[PATCH] 4837946: Implement Karatsuba multiplication algorithm in BigInteger

Alan Eliasen eliasen at mindspring.com
Tue Feb 19 22:09:31 UTC 2008


   Attached is a patch for bug 4837946, for implementing asymptotically
faster algorithms for multiplication of large numbers in the BigInteger
class:

http://bugs.sun.com/bugdatabase/view_bug.do?bug_id=4837946

   This patch implements Karatsuba multiplication and Karatsuba squaring
for numbers above a certain size (found by experimentation).  These
patches are designed to be as easy to read as possible, and are
implemented in terms of already-existing methods in BigInteger.  Some
more performance might be squeezed out of them by doing more low-level
bit-fiddling, but I wanted to get a working version in and tested.

   This is quite a bit faster for large arguments.  The crossover point
between the "grade-school" algorithm and the Karatsuba algorithm for
multiplication is set at 35 "ints" or about 1120 bits, which was found
to give the best crossover in timing tests, so you won't see improvement
below that.  Above that, it's asymptotically faster. (O(n^1.585),
compared to O(n^2)) for the grade-school algorithm.  Double the number
of digits, and the "grade school" algorithm takes about 4 times as long,
Karatsuba takes about 3 times as long.  It's vastly superior for very
large arguments.

   I'd also like to create another RFE for implementing even faster
multiplication algorithms for yet larger numbers, such as Toom-Cook.
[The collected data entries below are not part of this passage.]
//! [`Command`] for soft-deleting a [`Residence`].

use common::operations::{By, Delete};
use tracerr::Traced;

use crate::{
    domain::{residence, Residence},
    infra::{remote, Remote},
    lifecycle::Operation,
    store::Reconciliation,
    Service,
};

use super::Command;

/// [`Command`] for soft-deleting a [`Residence`].
///
/// The deleted [`Residence`] is dropped from the local collection, while the
/// remote service keeps it inactive, so it may be restored later with a
/// [`RestoreResidence`].
///
/// [`RestoreResidence`]: super::RestoreResidence
#[derive(Clone, Copy, Debug)]
pub struct DeleteResidence {
    /// ID of the [`Residence`] to delete.
    pub id: residence::Id,
}

impl<R> Command<DeleteResidence> for Service<R>
where
    R: Remote<
        Delete<By<Residence, residence::Id>>,
        Ok = (),
        Err = Traced<remote::Error>,
    >,
{
    type Ok = ();
    type Err = Traced<ExecutionError>;

    async fn execute(
        &self,
        cmd: DeleteResidence,
    ) -> Result<Self::Ok, Self::Err> {
        let DeleteResidence { id } = cmd;

        self.orchestrate(
            Operation::Delete,
            self.remote().execute(Delete(By::new(id))),
            |_| Reconciliation::Remove(id),
        )
        .await
        .map_err(tracerr::wrap!())
    }
}

/// Error of [`DeleteResidence`] [`Command`] execution.
pub type ExecutionError = crate::ExecutionError;

#[cfg(test)]
mod spec {
    use crate::{
        domain::residence::{Id, Status},
        fixture::{self, Fake},
        Command as _,
    };

    use super::DeleteResidence;

    #[tokio::test]
    async fn removes_locally_and_deactivates_remotely() {
        let fake = Fake::with(vec![
            fixture::residence(1, "Alpha"),
            fixture::residence(2, "Beta"),
        ]);
        let svc = fixture::service(fake.clone());
        _ = svc.execute(crate::query::Residences).await.unwrap();

        svc.execute(DeleteResidence { id: Id::from(1) }).await.unwrap();

        let ids = svc
            .store()
            .residences()
            .iter()
            .map(|r| r.id)
            .collect::<Vec<_>>();
        assert_eq!(ids, [Id::from(2)]);
        assert_eq!(fake.residences()[0].status, Status::Inactive);
        assert!(!svc.store().flags().is_deleting);
    }

    #[tokio::test]
    async fn failure_keeps_record() {
        let fake = Fake::with(vec![fixture::residence(1, "Alpha")]);
        let svc = fixture::service(fake.clone());
        _ = svc.execute(crate::query::Residences).await.unwrap();
        fake.fail();

        let res = svc.execute(DeleteResidence { id: Id::from(1) }).await;

        assert!(res.is_err());
        assert_eq!(svc.store().residences().len(), 1);
        assert!(!svc.store().flags().is_deleting);
        assert!(svc
            .store()
            .error()
            .is_some_and(|e| e.starts_with("Erreur lors de la suppression")));
    }
}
   Previously, I had indicated that I'd submit faster algorithms for
pow() at the same time, but the number of optimizations for pow() has
grown rather large, and I plan on working on it a bit more and
submitting it separately.  Many/most combinations of operands for pow()
are now vastly faster (some hundreds of thousands of times,) but I'd
like to make it faster (or, at the least, the same performance for all
arguments, a few of which have gotten slightly slower.)  Unfortunately,
these optimizations add to the size and complexity of that patch, which
is why I'm submitting it separately.

   I have created regression tests that may or may not be what you want;
they simply multiply a very large bunch of numbers together and output
their results to a very large file, which you then "diff" against known
correct values.  (My tests produce 345 MB of output per run!)  I
validated the results by comparing them to the output of both JDK 1.6
and the Kaffe JVM, which was compiled to use the well-known and
widely-tested GMP libraries for its BigInteger work.  All tests pass.  I
haven't submitted these tests, but am awaiting getting a copy of the
existing regression tests that Joseph Darcy discussed on this list.

   Please let me know if there's a problem with the patch.  I had to
hand-edit a few lines to remove the work I'm doing for pow().

-- 
  Alan Eliasen              |  "Furious activity is no substitute
  eliasen at mindspring.com    |    for understanding."